╔══

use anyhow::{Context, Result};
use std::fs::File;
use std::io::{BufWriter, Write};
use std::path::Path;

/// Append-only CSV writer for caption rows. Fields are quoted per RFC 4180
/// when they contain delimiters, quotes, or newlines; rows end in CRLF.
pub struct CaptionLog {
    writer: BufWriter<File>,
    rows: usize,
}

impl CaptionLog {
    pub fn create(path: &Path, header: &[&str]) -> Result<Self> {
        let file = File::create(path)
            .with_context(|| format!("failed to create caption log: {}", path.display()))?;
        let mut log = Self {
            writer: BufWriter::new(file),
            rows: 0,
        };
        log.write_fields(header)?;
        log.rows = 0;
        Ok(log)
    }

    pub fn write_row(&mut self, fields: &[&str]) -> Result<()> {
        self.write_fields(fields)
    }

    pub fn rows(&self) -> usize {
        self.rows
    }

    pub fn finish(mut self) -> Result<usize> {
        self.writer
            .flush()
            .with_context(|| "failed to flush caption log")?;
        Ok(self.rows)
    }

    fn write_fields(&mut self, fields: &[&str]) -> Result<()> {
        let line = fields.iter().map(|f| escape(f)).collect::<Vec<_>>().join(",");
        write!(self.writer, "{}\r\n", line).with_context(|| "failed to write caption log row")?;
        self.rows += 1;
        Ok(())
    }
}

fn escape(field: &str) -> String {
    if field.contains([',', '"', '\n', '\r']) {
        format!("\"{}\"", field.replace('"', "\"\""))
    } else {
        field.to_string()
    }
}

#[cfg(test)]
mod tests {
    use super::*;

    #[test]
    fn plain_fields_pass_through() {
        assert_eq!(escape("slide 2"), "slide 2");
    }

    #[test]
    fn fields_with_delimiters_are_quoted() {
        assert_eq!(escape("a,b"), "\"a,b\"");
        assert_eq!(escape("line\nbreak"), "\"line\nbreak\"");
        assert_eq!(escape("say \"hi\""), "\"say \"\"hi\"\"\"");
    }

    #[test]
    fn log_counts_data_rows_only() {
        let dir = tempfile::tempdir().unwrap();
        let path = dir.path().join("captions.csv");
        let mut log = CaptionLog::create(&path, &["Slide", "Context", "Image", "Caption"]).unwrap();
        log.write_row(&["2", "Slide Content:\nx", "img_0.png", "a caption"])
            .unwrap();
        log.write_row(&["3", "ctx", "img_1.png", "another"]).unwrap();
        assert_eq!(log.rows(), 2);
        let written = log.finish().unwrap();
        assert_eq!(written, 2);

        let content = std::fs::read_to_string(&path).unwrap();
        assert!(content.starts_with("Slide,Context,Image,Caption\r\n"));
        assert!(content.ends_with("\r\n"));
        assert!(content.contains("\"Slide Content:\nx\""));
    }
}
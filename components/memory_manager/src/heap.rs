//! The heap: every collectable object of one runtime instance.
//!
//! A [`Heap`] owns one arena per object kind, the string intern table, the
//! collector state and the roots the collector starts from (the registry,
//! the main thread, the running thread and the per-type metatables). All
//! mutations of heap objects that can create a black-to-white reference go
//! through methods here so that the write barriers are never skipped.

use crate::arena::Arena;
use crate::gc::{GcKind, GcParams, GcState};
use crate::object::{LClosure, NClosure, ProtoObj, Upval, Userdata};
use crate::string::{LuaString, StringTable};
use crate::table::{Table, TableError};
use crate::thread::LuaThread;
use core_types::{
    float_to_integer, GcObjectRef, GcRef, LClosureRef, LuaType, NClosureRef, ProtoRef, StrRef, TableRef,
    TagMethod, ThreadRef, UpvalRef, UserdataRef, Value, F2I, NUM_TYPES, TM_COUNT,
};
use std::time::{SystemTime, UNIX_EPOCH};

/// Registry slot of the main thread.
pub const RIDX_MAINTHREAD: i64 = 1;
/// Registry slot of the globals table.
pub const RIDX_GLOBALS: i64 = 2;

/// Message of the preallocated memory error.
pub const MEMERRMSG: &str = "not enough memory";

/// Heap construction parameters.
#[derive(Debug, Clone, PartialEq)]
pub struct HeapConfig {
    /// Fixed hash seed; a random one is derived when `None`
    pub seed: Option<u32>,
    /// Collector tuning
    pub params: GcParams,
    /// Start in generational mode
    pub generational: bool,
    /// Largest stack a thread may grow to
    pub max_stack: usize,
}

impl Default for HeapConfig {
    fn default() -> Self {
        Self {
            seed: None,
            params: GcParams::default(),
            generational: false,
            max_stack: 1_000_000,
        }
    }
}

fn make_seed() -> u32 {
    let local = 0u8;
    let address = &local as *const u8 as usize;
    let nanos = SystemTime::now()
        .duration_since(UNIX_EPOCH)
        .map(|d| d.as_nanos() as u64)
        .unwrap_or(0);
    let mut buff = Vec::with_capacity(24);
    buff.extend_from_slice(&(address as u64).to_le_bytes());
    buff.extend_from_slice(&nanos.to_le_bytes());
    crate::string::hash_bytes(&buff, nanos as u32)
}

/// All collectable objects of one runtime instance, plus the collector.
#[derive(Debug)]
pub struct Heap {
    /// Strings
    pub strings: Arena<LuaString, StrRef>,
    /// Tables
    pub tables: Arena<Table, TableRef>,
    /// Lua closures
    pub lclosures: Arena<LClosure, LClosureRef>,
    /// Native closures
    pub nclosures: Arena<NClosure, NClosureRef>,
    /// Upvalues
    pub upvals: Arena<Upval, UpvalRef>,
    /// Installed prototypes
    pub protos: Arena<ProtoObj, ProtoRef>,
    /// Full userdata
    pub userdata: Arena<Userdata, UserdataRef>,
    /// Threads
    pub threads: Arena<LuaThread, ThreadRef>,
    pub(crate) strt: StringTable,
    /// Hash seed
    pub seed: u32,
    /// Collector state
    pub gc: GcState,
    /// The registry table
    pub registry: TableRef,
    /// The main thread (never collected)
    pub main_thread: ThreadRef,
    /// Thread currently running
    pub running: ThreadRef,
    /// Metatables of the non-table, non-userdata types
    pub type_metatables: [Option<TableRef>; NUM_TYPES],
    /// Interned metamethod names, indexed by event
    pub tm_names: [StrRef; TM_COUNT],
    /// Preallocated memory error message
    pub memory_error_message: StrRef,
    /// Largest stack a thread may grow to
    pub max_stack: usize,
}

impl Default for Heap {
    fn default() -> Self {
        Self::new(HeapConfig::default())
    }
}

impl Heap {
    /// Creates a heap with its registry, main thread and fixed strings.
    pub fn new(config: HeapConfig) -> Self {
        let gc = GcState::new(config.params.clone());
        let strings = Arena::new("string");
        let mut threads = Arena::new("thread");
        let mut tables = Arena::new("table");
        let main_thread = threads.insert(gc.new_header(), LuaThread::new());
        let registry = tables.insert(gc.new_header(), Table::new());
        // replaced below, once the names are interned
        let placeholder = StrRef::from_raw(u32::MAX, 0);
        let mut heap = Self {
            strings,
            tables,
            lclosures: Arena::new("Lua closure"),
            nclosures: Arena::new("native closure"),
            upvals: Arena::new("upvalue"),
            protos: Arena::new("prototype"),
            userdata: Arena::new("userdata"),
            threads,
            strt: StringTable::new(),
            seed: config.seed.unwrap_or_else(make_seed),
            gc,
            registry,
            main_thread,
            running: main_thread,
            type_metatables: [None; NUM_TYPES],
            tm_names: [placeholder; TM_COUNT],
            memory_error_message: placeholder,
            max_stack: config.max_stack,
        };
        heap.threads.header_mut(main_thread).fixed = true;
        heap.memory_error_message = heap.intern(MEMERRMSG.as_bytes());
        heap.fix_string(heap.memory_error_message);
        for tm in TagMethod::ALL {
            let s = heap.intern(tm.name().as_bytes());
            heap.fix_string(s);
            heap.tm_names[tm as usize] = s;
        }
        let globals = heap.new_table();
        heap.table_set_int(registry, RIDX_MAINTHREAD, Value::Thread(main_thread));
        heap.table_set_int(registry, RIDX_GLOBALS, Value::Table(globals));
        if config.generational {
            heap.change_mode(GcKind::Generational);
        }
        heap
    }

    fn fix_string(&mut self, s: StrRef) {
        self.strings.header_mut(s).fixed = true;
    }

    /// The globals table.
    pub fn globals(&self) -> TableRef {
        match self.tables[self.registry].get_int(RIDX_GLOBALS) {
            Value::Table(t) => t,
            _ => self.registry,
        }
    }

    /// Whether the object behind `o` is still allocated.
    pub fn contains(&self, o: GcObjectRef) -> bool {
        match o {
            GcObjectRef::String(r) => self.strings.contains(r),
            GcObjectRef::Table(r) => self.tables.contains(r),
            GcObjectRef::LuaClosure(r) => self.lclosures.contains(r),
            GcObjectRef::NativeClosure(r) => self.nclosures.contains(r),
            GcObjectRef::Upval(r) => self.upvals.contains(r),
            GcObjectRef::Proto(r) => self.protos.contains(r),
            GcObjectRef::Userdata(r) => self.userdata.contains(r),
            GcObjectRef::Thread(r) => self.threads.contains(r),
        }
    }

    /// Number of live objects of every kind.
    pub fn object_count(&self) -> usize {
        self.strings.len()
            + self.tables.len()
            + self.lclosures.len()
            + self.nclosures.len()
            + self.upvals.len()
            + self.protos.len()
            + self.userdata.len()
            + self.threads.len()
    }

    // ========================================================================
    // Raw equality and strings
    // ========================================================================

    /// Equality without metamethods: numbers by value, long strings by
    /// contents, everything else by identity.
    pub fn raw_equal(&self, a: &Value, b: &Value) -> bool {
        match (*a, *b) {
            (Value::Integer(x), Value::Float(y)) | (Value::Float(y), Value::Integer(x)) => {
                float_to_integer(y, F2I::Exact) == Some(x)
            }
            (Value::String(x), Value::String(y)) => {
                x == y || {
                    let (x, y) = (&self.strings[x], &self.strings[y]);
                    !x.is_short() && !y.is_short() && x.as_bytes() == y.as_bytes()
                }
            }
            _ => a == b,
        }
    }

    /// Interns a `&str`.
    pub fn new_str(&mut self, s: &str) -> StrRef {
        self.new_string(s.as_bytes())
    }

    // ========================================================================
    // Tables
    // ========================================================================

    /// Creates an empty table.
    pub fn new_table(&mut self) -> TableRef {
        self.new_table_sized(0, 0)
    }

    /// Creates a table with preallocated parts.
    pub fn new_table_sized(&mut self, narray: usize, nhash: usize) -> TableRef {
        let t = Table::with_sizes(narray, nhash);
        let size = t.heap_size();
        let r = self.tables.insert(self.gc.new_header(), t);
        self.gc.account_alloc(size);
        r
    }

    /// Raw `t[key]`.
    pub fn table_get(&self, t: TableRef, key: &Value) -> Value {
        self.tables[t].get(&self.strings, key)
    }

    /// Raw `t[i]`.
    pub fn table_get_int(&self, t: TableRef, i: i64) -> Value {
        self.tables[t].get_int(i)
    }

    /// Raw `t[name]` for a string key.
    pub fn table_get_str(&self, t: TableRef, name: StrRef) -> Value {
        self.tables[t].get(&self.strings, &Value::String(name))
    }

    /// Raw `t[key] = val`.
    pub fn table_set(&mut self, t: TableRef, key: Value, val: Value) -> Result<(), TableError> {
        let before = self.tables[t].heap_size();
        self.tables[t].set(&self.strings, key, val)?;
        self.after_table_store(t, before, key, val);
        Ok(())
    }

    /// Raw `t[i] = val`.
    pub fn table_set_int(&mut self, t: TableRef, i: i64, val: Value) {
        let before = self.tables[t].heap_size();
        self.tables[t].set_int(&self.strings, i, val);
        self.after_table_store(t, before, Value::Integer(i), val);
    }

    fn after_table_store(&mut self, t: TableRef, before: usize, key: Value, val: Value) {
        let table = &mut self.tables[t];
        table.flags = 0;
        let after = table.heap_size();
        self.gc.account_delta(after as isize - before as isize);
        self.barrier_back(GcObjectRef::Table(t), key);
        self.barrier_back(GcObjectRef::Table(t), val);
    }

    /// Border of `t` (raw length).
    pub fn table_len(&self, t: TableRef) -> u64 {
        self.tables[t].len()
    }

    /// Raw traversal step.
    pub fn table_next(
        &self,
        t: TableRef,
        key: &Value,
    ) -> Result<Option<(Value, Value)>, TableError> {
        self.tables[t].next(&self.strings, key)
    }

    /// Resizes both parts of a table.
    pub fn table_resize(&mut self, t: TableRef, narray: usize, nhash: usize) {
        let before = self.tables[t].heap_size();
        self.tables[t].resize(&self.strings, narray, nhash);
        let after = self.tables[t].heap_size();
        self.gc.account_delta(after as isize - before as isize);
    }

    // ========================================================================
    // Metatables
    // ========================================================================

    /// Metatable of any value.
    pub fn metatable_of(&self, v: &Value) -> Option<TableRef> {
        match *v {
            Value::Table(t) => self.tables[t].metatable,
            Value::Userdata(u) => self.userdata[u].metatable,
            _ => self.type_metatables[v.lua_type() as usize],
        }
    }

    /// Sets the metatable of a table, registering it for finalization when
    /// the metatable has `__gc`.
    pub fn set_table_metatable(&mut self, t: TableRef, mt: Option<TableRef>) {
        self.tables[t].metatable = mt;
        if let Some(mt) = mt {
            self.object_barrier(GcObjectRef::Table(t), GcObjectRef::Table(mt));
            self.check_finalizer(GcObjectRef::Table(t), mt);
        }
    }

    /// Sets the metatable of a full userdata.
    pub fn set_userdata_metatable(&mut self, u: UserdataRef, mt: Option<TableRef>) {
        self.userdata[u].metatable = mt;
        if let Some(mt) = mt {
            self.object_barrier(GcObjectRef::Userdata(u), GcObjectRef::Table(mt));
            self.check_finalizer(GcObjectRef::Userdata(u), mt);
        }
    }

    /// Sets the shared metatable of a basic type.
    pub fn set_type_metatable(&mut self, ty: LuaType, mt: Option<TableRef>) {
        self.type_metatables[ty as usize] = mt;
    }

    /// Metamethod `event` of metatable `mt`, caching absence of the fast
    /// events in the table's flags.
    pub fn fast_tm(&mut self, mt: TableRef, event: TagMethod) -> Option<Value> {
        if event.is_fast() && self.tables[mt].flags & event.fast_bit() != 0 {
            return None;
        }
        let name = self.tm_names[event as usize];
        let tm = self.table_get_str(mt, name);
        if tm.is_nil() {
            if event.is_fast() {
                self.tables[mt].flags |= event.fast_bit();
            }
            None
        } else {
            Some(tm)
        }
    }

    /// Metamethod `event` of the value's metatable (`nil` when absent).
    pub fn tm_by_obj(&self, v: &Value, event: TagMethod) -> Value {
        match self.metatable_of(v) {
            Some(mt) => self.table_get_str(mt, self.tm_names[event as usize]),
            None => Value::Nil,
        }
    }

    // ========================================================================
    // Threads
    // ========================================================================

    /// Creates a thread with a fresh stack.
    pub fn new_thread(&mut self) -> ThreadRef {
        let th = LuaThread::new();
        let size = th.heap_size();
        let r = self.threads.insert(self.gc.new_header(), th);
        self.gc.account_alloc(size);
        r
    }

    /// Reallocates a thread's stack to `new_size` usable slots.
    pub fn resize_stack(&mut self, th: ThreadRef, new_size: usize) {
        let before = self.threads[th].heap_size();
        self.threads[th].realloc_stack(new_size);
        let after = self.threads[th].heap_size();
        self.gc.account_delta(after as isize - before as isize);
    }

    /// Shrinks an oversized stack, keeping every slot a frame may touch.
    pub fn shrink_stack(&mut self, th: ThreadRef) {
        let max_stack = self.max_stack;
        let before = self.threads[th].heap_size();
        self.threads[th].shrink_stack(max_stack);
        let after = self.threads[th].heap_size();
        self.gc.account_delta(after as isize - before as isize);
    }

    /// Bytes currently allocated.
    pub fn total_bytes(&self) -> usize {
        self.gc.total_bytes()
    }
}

╚══

_Problem details_
Reproduce the entries above exactly, but only the lines between the line holding "let mut buff = Vec::with_capacity(24);" and the line holding "let gc = GcState::new(config.params.clone());", inclusive.

_Solution to the exercise_
    let mut buff = Vec::with_capacity(24);
    buff.extend_from_slice(&(address as u64).to_le_bytes());
    buff.extend_from_slice(&nanos.to_le_bytes());
    crate::string::hash_bytes(&buff, nanos as u32)
}

/// All collectable objects of one runtime instance, plus the collector.
#[derive(Debug)]
pub struct Heap {
    /// Strings
    pub strings: Arena<LuaString, StrRef>,
    /// Tables
    pub tables: Arena<Table, TableRef>,
    /// Lua closures
    pub lclosures: Arena<LClosure, LClosureRef>,
    /// Native closures
    pub nclosures: Arena<NClosure, NClosureRef>,
    /// Upvalues
    pub upvals: Arena<Upval, UpvalRef>,
    /// Installed prototypes
    pub protos: Arena<ProtoObj, ProtoRef>,
    /// Full userdata
    pub userdata: Arena<Userdata, UserdataRef>,
    /// Threads
    pub threads: Arena<LuaThread, ThreadRef>,
    pub(crate) strt: StringTable,
    /// Hash seed
    pub seed: u32,
    /// Collector state
    pub gc: GcState,
    /// The registry table
    pub registry: TableRef,
    /// The main thread (never collected)
    pub main_thread: ThreadRef,
    /// Thread currently running
    pub running: ThreadRef,
    /// Metatables of the non-table, non-userdata types
    pub type_metatables: [Option<TableRef>; NUM_TYPES],
    /// Interned metamethod names, indexed by event
    pub tm_names: [StrRef; TM_COUNT],
    /// Preallocated memory error message
    pub memory_error_message: StrRef,
    /// Largest stack a thread may grow to
    pub max_stack: usize,
}

impl Default for Heap {
    fn default() -> Self {
        Self::new(HeapConfig::default())
    }
}

impl Heap {
    /// Creates a heap with its registry, main thread and fixed strings.
    pub fn new(config: HeapConfig) -> Self {
        let gc = GcState::new(config.params.clone());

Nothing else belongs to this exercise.